Quand on entend par la suite les propos de Mme Royale qui souhaite une baisse des tarifs pour les covoiturages, on comprend mieux l'incompétence du gouvernement. Dès qu'il y a une proposition stupide a faire, Ségolène se manifeste.
Réponse de le 03/02/2015 à 9:05 :
Et les tarifs du timbre plus 15% alors qu'il a plus d'inflation. Royale n'est pas quelqu'un de rationnel.
a écrit le 02/02/2015 à 18:43 :
encore un bel enfumage de Mme royale ,mais ne vous inquietez pas Mme plus personne ne voit croit vous et votre gouvernement!!!!
a écrit le 02/02/2015 à 18:17 :
l état vend ces bijoux de famille et regrette car c est une manne financière qui ferai du bien dans les caisse de l état , eux qui ne savent plus ou ils en sont . c est surtout pour cela qu ils s inquiètes , mais surement pas des augmentations de péage
a écrit le 02/02/2015 à 17:43 :
Article un tant soi peu nébuleux! Je ne comprends pas bien qui auguemente ou non.

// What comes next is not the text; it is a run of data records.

// SPDX-License-Identifier: MPL-2.0
//! Playback request types supplied by the host screen.

use std::path::{Path, PathBuf};

/// Default WebDAV root exposed by the server for an account.
pub const DEFAULT_WEBDAV_PATH: &str = "/remote.php/webdav";

/// A file known to the account, possibly already downloaded.
#[derive(Debug, Clone, PartialEq, Eq)]
pub struct MediaFile {
    /// Path of the file on the server; doubles as its identifier.
    pub remote_path: String,
    /// Where the file lives on local storage, once downloaded.
    pub storage_path: Option<PathBuf>,
    /// MIME type as reported by the server, if known.
    pub mime_type: Option<String>,
}

impl MediaFile {
    /// Creates a file that only exists on the server.
    #[must_use]
    pub fn remote(remote_path: impl Into<String>) -> Self {
        Self {
            remote_path: remote_path.into(),
            storage_path: None,
            mime_type: None,
        }
    }

    /// Creates a file that has a local copy.
    #[must_use]
    pub fn downloaded(remote_path: impl Into<String>, storage_path: impl Into<PathBuf>) -> Self {
        Self {
            remote_path: remote_path.into(),
            storage_path: Some(storage_path.into()),
            mime_type: None,
        }
    }

    /// Sets the MIME type.
    #[must_use]
    pub fn with_mime_type(mut self, mime_type: impl Into<String>) -> Self {
        self.mime_type = Some(mime_type.into());
        self
    }

    /// A file counts as downloaded only if it has a non-empty storage path.
    #[must_use]
    pub fn is_down(&self) -> bool {
        self.storage_path
            .as_deref()
            .is_some_and(|path| !path.as_os_str().is_empty())
    }
}

/// Account through which remote files can be streamed.
#[derive(Debug, Clone, PartialEq, Eq)]
pub struct AccountContext {
    /// Account display name (`user@host`).
    pub name: String,
    /// Server base URL, e.g. `https://cloud.example.org`.
    pub base_url: String,
    /// WebDAV root below the base URL.
    pub webdav_path: String,
}

impl AccountContext {
    /// Creates an account using the default WebDAV root.
    #[must_use]
    pub fn new(name: impl Into<String>, base_url: impl Into<String>) -> Self {
        Self {
            name: name.into(),
            base_url: base_url.into(),
            webdav_path: DEFAULT_WEBDAV_PATH.to_string(),
        }
    }

    /// Overrides the WebDAV root.
    #[must_use]
    pub fn with_webdav_path(mut self, webdav_path: impl Into<String>) -> Self {
        self.webdav_path = webdav_path.into();
        self
    }

    /// Full endpoint remote paths are appended to.
    #[must_use]
    pub fn endpoint(&self) -> String {
        format!("{}{}", self.base_url.trim_end_matches('/'), self.webdav_path)
    }
}

/// Immutable input to a playback session.
#[derive(Debug, Clone, PartialEq, Eq)]
pub struct PlaybackRequest {
    pub file: MediaFile,
    pub account: Option<AccountContext>,
}

impl PlaybackRequest {
    #[must_use]
    pub fn new(file: MediaFile, account: Option<AccountContext>) -> Self {
        Self { file, account }
    }

    /// Opaque identifier of the file to play.
    #[must_use]
    pub fn resource_id(&self) -> &str {
        &self.file.remote_path
    }

    #[must_use]
    pub fn is_locally_available(&self) -> bool {
        self.file.is_down()
    }

    /// Local path, present iff the file is locally available.
    #[must_use]
    pub fn local_path(&self) -> Option<&Path> {
        if self.is_locally_available() {
            self.file.storage_path.as_deref()
        } else {
            None
        }
    }

    #[must_use]
    pub fn remote_context(&self) -> Option<&AccountContext> {
        self.account.as_ref()
    }
}

#[cfg(test)]
mod tests {
    use super::*;

    #[test]
    fn empty_storage_path_is_not_downloaded() {
        let file = MediaFile::downloaded("/Videos/a.mp4", "");
        assert!(!file.is_down());

        let request = PlaybackRequest::new(file, None);
        assert!(!request.is_locally_available());
        assert!(request.local_path().is_none());
    }

    #[test]
    fn downloaded_file_exposes_local_path() {
        let request =
            PlaybackRequest::new(MediaFile::downloaded("/Videos/a.mp4", "/sdcard/a.mp4"), None);
        assert!(request.is_locally_available());
        assert_eq!(request.local_path(), Some(Path::new("/sdcard/a.mp4")));
        assert_eq!(request.resource_id(), "/Videos/a.mp4");
    }

    #[test]
    fn endpoint_joins_base_and_webdav_root() {
        let account = AccountContext::new("bob@cloud", "https://cloud.example.org/");
        assert_eq!(
            account.endpoint(),
            "https://cloud.example.org/remote.php/webdav"
        );

        let custom = account.with_webdav_path("/dav/files/bob");
        assert_eq!(custom.endpoint(), "https://cloud.example.org/dav/files/bob");
    }

    #[test]
    fn mime_type_is_optional_metadata() {
        let file = MediaFile::remote("/Videos/b.webm").with_mime_type("video/webm");
        assert_eq!(file.mime_type.as_deref(), Some("video/webm"));
        assert!(!file.is_down());
    }
}
// SPDX-License-Identifier: MPL-2.0
//! Terminal stand-ins for the surface, overlay and dialog.
//!
//! The surface does not decode anything: it follows a [`Script`] and raises
//! the callbacks a real player would, on tokio timers. It must be used from
//! inside a tokio runtime.

use std::io::BufRead;
use std::rc::Rc;
use std::time::Duration;

use crate::application::port::{ModalDialog, RenderSurface, TransientControls};
use crate::application::SignalSink;
use crate::domain::{MediaError, PlayableLocation};
use crate::i18n::I18n;

/// What the console surface pretends happens to the source.
#[derive(Debug, Clone, Copy, PartialEq, Eq)]
pub struct Script {
    /// Time from load to ready (or to the scripted error).
    pub load_delay: Duration,
    /// Time from start to the end of playback.
    pub duration: Duration,
    /// Error raised instead of ready.
    pub fail: Option<MediaError>,
    /// Whether the "window" is visible.
    pub attached: bool,
}

impl Default for Script {
    fn default() -> Self {
        Self {
            load_delay: Duration::from_millis(300),
            duration: Duration::from_secs(3),
            fail: None,
            attached: true,
        }
    }
}

/// Scripted render surface.
///
/// The listener is released once the last scripted callback is scheduled.
pub struct ConsoleSurface {
    script: Script,
    i18n: Rc<I18n>,
    listener: Option<SignalSink>,
    keep_awake: bool,
}

impl ConsoleSurface {
    #[must_use]
    pub fn new(script: Script, i18n: Rc<I18n>) -> Self {
        Self {
            script,
            i18n,
            listener: None,
            keep_awake: false,
        }
    }

    #[must_use]
    pub fn keeps_display_awake(&self) -> bool {
        self.keep_awake
    }
}

impl RenderSurface for ConsoleSurface {
    fn set_listener(&mut self, listener: SignalSink) {
        self.listener = Some(listener);
    }

    fn load_source(&mut self, location: &PlayableLocation) {
        let source = location.to_string();
        println!(
            "{}",
            self.i18n
                .tr_with_args("console-loading", &[("source", source.as_str())])
        );

        let fail = self.script.fail;
        let sink = if fail.is_some() {
            self.listener.take()
        } else {
            self.listener.clone()
        };
        let Some(sink) = sink else {
            return;
        };

        let delay = self.script.load_delay;
        tokio::spawn(async move {
            tokio::time::sleep(delay).await;
            match fail {
                Some(error) => sink.error(error.what, error.extra),
                None => sink.ready(),
            };
        });
    }

    fn start(&mut self) {
        println!("{}", self.i18n.tr("console-playing"));

        let Some(sink) = self.listener.take() else {
            return;
        };
        let duration = self.script.duration;
        tokio::spawn(async move {
            tokio::time::sleep(duration).await;
            sink.finished();
        });
    }

    fn is_screen_attached(&self) -> bool {
        self.script.attached
    }

    fn set_keep_display_awake(&mut self, keep_awake: bool) {
        self.keep_awake = keep_awake;
    }
}

/// Overlay that prints its visibility changes.
pub struct ConsoleControls {
    i18n: Rc<I18n>,
}

impl ConsoleControls {
    #[must_use]
    pub fn new(i18n: Rc<I18n>) -> Self {
        Self { i18n }
    }
}

impl TransientControls for ConsoleControls {
    fn bind_to(&mut self, _surface: &dyn RenderSurface) {}

    fn show(&mut self, window: Duration) {
        let seconds = window.as_secs().to_string();
        println!(
            "{}",
            self.i18n
                .tr_with_args("console-controls-shown", &[("seconds", seconds.as_str())])
        );
    }

    fn hide(&mut self) {
        println!("{}", self.i18n.tr("console-controls-hidden"));
    }
}

/// Modal that waits for Enter on stdin.
pub struct ConsoleDialog {
    i18n: Rc<I18n>,
}

impl ConsoleDialog {
    #[must_use]
    pub fn new(i18n: Rc<I18n>) -> Self {
        Self { i18n }
    }
}

impl ModalDialog for ConsoleDialog {
    fn show_acknowledgement(&mut self, message: &str, button_label: &str, on_acknowledge: SignalSink) {
        println!();
        println!("{message}");
        println!("[{button_label}] {}", self.i18n.tr("console-press-enter"));

        tokio::task::spawn_blocking(move || {
            let mut line = String::new();
            // EOF or a read error acknowledges too, there is no other way out.
            let _ = std::io::stdin().lock().read_line(&mut line);
            on_acknowledge.acknowledge();
        });
    }
}

#[cfg(test)]
mod tests {
    use super::*;
    use crate::application::signal;
    use crate::application::Signal;
    use std::path::PathBuf;

    fn local() -> PlayableLocation {
        PlayableLocation::Local(PathBuf::from("/tmp/a.mp4"))
    }

    #[tokio::test(start_paused = true)]
    async fn scripted_success_raises_ready_then_finished() {
        let (sink, mut queue) = signal::channel();
        let mut surface = ConsoleSurface::new(Script::default(), Rc::new(I18n::default()));
        surface.set_listener(sink);

        surface.load_source(&local());
        assert_eq!(queue.next().await, Some(Signal::Ready));

        surface.start();
        assert_eq!(queue.next().await, Some(Signal::Finished));
        assert_eq!(queue.next().await, None);
    }

    #[tokio::test(start_paused = true)]
    async fn scripted_failure_raises_error_and_releases_listener() {
        let (sink, mut queue) = signal::channel();
        let script = Script {
            fail: Some(MediaError::new(1, -1004)),
            ..Script::default()
        };
        let mut surface = ConsoleSurface::new(script, Rc::new(I18n::default()));
        surface.set_listener(sink);

        surface.load_source(&local());
        assert_eq!(
            queue.next().await,
            Some(Signal::Error(MediaError::new(1, -1004)))
        );
        assert_eq!(queue.next().await, None);
    }

    #[test]
    fn wake_lock_and_attachment_follow_script() {
        let script = Script {
            attached: false,
            ..Script::default()
        };
        let mut surface = ConsoleSurface::new(script, Rc::new(I18n::default()));
        assert!(!surface.is_screen_attached());
        surface.set_keep_display_awake(true);
        assert!(surface.keeps_display_awake());
    }
}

Réponse de le 02/02/2015 à 18:11 :
Les sociétés d'autoroutes ont augmenté leurs tarifs.
Réponse de le 02/02/2015 à 18:19 :
3 exemples, sauf erreur : Viaduc de Millau + 3,3%, A28 (près de Rouen à Alençon) +4,5%, A19 Artenay-Courtenay +3,6%
Et de toute manière le blocage du privé, pour 0,57%, alors qu'on nous promettait haut et fort une baisse, sera très certainement en toute logique annulé par le conseil d'état.
Ouf, principalement pour les normands, le tarif du pont de Normandie reste inchangé, comprenne qui pourra...
Réponse de le 02/02/2015 à 21:01 :
Les tarifs de péage ne bougent pas par rapport à janvier pour COFIROUTE, ESCOTA, APRR, AREA, SANEF, ASF, SAPN, tous privés, donc bloqués par le Gvt, mais les concessions d'Etat, elles, elles augmentent. Logique... ?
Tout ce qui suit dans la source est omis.